→ **The task**
In the entries that follow, find the word "Deserialize" and report each line it is on.

→ **Source material**
•••
//! Domain models persisted by the store

pub mod finca;

pub use finca::{Finca, NewFinca};
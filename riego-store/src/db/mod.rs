//! Database layer - connection pool, schema and repositories
//!
//! # Design Principles
//!
//! - Connection pool, never a shared `Arc<Mutex<Connection>>`
//! - One pooled connection per operation, released on drop
//! - One parameterized statement per operation, values always bound
//! - Rows mapped by column name over an explicit column list

pub mod migrations;
pub mod pool;
pub mod repos;

pub use pool::{create_pool, create_pool_from_config, create_pool_with_options};
pub use repos::*;
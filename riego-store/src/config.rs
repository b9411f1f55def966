use anyhow::{Context, Result};
use serde::{Deserialize, Serialize};
use std::env;
use std::fs;
use std::path::{Path, PathBuf};

use crate::db::pool::{DEFAULT_ACQUIRE_TIMEOUT_SECS, DEFAULT_MAX_CONNECTIONS};

const DEFAULT_DATABASE_URL: &str = "postgres://localhost/riego";

/// Connection settings for the finca store
#[derive(Debug, Clone, PartialEq, Serialize, Deserialize)]
pub struct StoreConfig {
    pub database_url: String,
    pub max_connections: u32,
    pub acquire_timeout_secs: u64,
}

/// On-disk layout of `config.toml`
#[derive(Debug, Default, Deserialize)]
struct ConfigFile {
    database: Option<DatabaseSection>,
}

#[derive(Debug, Default, Deserialize)]
struct DatabaseSection {
    url: Option<String>,
    max_connections: Option<u32>,
    acquire_timeout_secs: Option<u64>,
}

impl Default for StoreConfig {
    fn default() -> Self {
        Self {
            database_url: DEFAULT_DATABASE_URL.to_string(),
            max_connections: DEFAULT_MAX_CONNECTIONS,
            acquire_timeout_secs: DEFAULT_ACQUIRE_TIMEOUT_SECS,
        }
    }
}

impl StoreConfig {
    /// Load config: defaults, then the config file if present, then env.
    ///
    /// A missing file is fine; an unreadable or malformed one is an error.
    pub fn load() -> Result<Self> {
        let mut config = Self::default();

        let path = Self::config_path();
        if path.exists() {
            config.merge_file(&path)?;
        }

        config.apply_env_overrides()?;
        Ok(config)
    }

    /// Get config file path: $RIEGO_CONFIG or ~/.riego/config.toml
    pub fn config_path() -> PathBuf {
        if let Ok(path) = env::var("RIEGO_CONFIG") {
            return PathBuf::from(path);
        }

        dirs::home_dir()
            .unwrap_or_else(|| PathBuf::from("."))
            .join(".riego/config.toml")
    }

    /// Overlay values from a TOML file onto this config.
    pub fn merge_file(&mut self, path: &Path) -> Result<()> {
        let content = fs::read_to_string(path)
            .context(format!("Failed to read config file: {:?}", path))?;

        self.merge_toml(&content)
            .context(format!("Failed to parse config file (invalid TOML): {:?}", path))
    }

    fn merge_toml(&mut self, content: &str) -> Result<()> {
        let file: ConfigFile = toml::from_str(content)?;

        if let Some(db) = file.database {
            if let Some(url) = db.url {
                self.database_url = url;
            }
            if let Some(max) = db.max_connections {
                self.max_connections = max;
            }
            if let Some(secs) = db.acquire_timeout_secs {
                self.acquire_timeout_secs = secs;
            }
        }

        Ok(())
    }

    /// DATABASE_URL and RIEGO_MAX_CONNECTIONS win over the file.
    fn apply_env_overrides(&mut self) -> Result<()> {
        self.apply_overrides(
            env::var("DATABASE_URL").ok(),
            env::var("RIEGO_MAX_CONNECTIONS").ok(),
        )
    }

    fn apply_overrides(
        &mut self,
        database_url: Option<String>,
        max_connections: Option<String>,
    ) -> Result<()> {
        if let Some(url) = database_url.filter(|u| !u.is_empty()) {
            self.database_url = url;
        }

        if let Some(raw) = max_connections {
            self.max_connections = raw
                .trim()
                .parse()
                .context(format!("RIEGO_MAX_CONNECTIONS is not a number: {:?}", raw))?;
        }

        Ok(())
    }
}

#[cfg(test)]
mod tests {
    use super::*;
    use std::io::Write;

    #[test]
    fn defaults() {
        let config = StoreConfig::default();
        assert_eq!(config.database_url, "postgres://localhost/riego");
        assert_eq!(config.max_connections, 5);
        assert_eq!(config.acquire_timeout_secs, 30);
    }

    #[test]
    fn file_overrides_defaults() {
        let mut file = tempfile::NamedTempFile::new().unwrap();
        writeln!(
            file,
            "[database]\nurl = \"postgres://db.example/riego\"\nmax_connections = 12"
        )
        .unwrap();

        let mut config = StoreConfig::default();
        config.merge_file(file.path()).unwrap();

        assert_eq!(config.database_url, "postgres://db.example/riego");
        assert_eq!(config.max_connections, 12);
        assert_eq!(config.acquire_timeout_secs, 30);
    }

    #[test]
    fn file_without_database_table_keeps_defaults() {
        let mut config = StoreConfig::default();
        config.merge_toml("").unwrap();
        assert_eq!(config, StoreConfig::default());
    }

    #[test]
    fn invalid_toml_is_an_error() {
        let mut file = tempfile::NamedTempFile::new().unwrap();
        writeln!(file, "[database\nurl = ").unwrap();

        let err = StoreConfig::default().merge_file(file.path()).unwrap_err();
        assert!(err.to_string().contains("invalid TOML"));
    }

    #[test]
    fn missing_file_is_an_error_when_merged_explicitly() {
        let dir = tempfile::tempdir().unwrap();
        let err = StoreConfig::default()
            .merge_file(&dir.path().join("absent.toml"))
            .unwrap_err();
        assert!(err.to_string().contains("Failed to read config file"));
    }

    #[test]
    fn env_values_win() {
        let mut config = StoreConfig::default();
        config.merge_toml("[database]\nurl = \"postgres://file/riego\"").unwrap();
        config
            .apply_overrides(Some("postgres://env/riego".into()), Some(" 8 ".into()))
            .unwrap();

        assert_eq!(config.database_url, "postgres://env/riego");
        assert_eq!(config.max_connections, 8);
    }

    #[test]
    fn empty_database_url_is_ignored() {
        let mut config = StoreConfig::default();
        config.apply_overrides(Some(String::new()), None).unwrap();
        assert_eq!(config.database_url, "postgres://localhost/riego");
    }

    #[test]
    fn bad_max_connections_is_an_error() {
        let mut config = StoreConfig::default();
        let err = config
            .apply_overrides(None, Some("many".into()))
            .unwrap_err();
        assert!(err.to_string().contains("RIEGO_MAX_CONNECTIONS"));
    }
}
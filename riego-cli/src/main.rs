//! riego CLI - finca (farm) records over PostgreSQL
//!
//! Entry point for the `riego` command-line tool:
//! - Schema bootstrap (`migrate` subcommand)
//! - Finca CRUD (`finca` subcommand)
//! - Effective configuration (`config` subcommand)

use anyhow::{Context, Result};
use clap::{Parser, Subcommand};
use riego_store::StoreConfig;
use sqlx::PgPool;

mod commands;
mod tracing_setup;

#[derive(Parser, Debug)]
#[command(
    name = "riego",
    author,
    version,
    about = "Manage farm (finca) records stored in PostgreSQL"
)]
struct Cli {
    /// Enable debug logging (shows every store write)
    #[arg(long, global = true)]
    debug: bool,

    /// Print results as JSON
    #[arg(long, global = true)]
    json: bool,

    #[command(subcommand)]
    command: Commands,
}

#[derive(Subcommand, Debug)]
enum Commands {
    /// Create the usuario/finca tables if they do not exist
    Migrate,
    /// Finca CRUD operations (list, get, by-owner, add, update, delete)
    Finca(commands::finca::FincaArgs),
    /// Inspect riego configuration (show, path)
    Config(commands::config::ConfigArgs),
}

async fn open_pool() -> Result<PgPool> {
    let config = StoreConfig::load()?;
    riego_store::db::create_pool_from_config(&config)
        .await
        .context("Failed to connect to database (check DATABASE_URL)")
}

#[tokio::main]
async fn main() -> Result<()> {
    dotenvy::dotenv().ok();
    let cli = Cli::parse();

    tracing_setup::init(cli.debug).ok();

    match cli.command {
        Commands::Migrate => {
            let pool = open_pool().await?;
            commands::run_migrate(&pool).await
        }
        Commands::Finca(args) => {
            let pool = open_pool().await?;
            commands::run_finca(args, &pool, cli.json).await
        }
        Commands::Config(args) => commands::run_config(args),
    }
}

#[cfg(test)]
mod tests {
    use super::*;
    use commands::finca::FincaCommand;

    #[test]
    fn cli_definition_is_valid() {
        use clap::CommandFactory;
        Cli::command().debug_assert();
    }

    #[test]
    fn add_accepts_negative_coordinates() {
        let cli = Cli::try_parse_from([
            "riego", "finca", "add", "--name", "Finca A", "--address", "Km 4", "--lat", "4.65",
            "--lon", "-74.05", "--alt", "1200", "--owner", "7",
        ])
        .unwrap();

        let Commands::Finca(args) = cli.command else {
            panic!("expected finca command");
        };
        let FincaCommand::Add { fields, returning } = args.command else {
            panic!("expected add");
        };
        assert_eq!(fields.longitude, -74.05);
        assert_eq!(fields.owner_id, 7);
        assert!(!returning);
    }

    #[test]
    fn global_flags_after_subcommand() {
        let cli = Cli::try_parse_from(["riego", "finca", "get", "3", "--json", "--debug"]).unwrap();
        assert!(cli.json);
        assert!(cli.debug);
        assert!(matches!(
            cli.command,
            Commands::Finca(commands::finca::FincaArgs {
                command: FincaCommand::Get { id: 3 }
            })
        ));
    }

    #[test]
    fn update_requires_every_field() {
        let err = Cli::try_parse_from(["riego", "finca", "update", "3", "--name", "Only name"])
            .unwrap_err();
        assert_eq!(err.kind(), clap::error::ErrorKind::MissingRequiredArgument);
    }
}
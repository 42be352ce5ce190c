//! # Logging
//!
//! `tracing` setup for the binary. Diagnostics go to stderr in one of two
//! shapes, chosen with `--log-format`; stdout is reserved for receipts and
//! query output.
//!
//! `RUST_LOG` replaces the built-in filter when it is set.

use std::str::FromStr;

use tracing_subscriber::util::TryInitError;
use tracing_subscriber::{fmt, layer::SubscriberExt, util::SubscriberInitExt, EnvFilter};

/// How log lines are rendered.
#[derive(Debug, Clone, Copy, PartialEq, Eq, Default)]
pub enum LogFormat {
    /// Multi-field text with source locations.
    #[default]
    Pretty,
    /// One JSON object per line.
    Json,
}

impl LogFormat {
    /// `json` in any case selects [`LogFormat::Json`]; anything else is
    /// [`LogFormat::Pretty`].
    pub fn from_str_lossy(s: &str) -> Self {
        if s.eq_ignore_ascii_case("json") {
            LogFormat::Json
        } else {
            LogFormat::Pretty
        }
    }
}

impl FromStr for LogFormat {
    type Err = std::convert::Infallible;

    fn from_str(s: &str) -> Result<Self, Self::Err> {
        Ok(Self::from_str_lossy(s))
    }
}

fn filter(default_directives: &str) -> EnvFilter {
    EnvFilter::try_from_default_env().unwrap_or_else(|_| EnvFilter::new(default_directives))
}

/// Installs the process-wide subscriber.
///
/// `default_directives` is an `EnvFilter` directive list used when
/// `RUST_LOG` is unset. Fails if a subscriber is already installed.
pub fn init_logging(default_directives: &str, format: LogFormat) -> Result<(), TryInitError> {
    let registry = tracing_subscriber::registry().with(filter(default_directives));
    match format {
        LogFormat::Pretty => registry
            .with(
                fmt::layer()
                    .with_writer(std::io::stderr)
                    .with_target(true)
                    .with_file(true)
                    .with_line_number(true),
            )
            .try_init()?,
        LogFormat::Json => registry
            .with(
                fmt::layer()
                    .json()
                    .with_writer(std::io::stderr)
                    .with_target(true),
            )
            .try_init()?,
    }

    tracing::debug!(?format, "logging ready");
    Ok(())
}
•••
→ **Written response**
use serde::{Deserialize, Serialize};
#[derive(Debug, Clone, PartialEq, Serialize, Deserialize)]
#[derive(Debug, Default, Deserialize)]
#[derive(Debug, Default, Deserialize)]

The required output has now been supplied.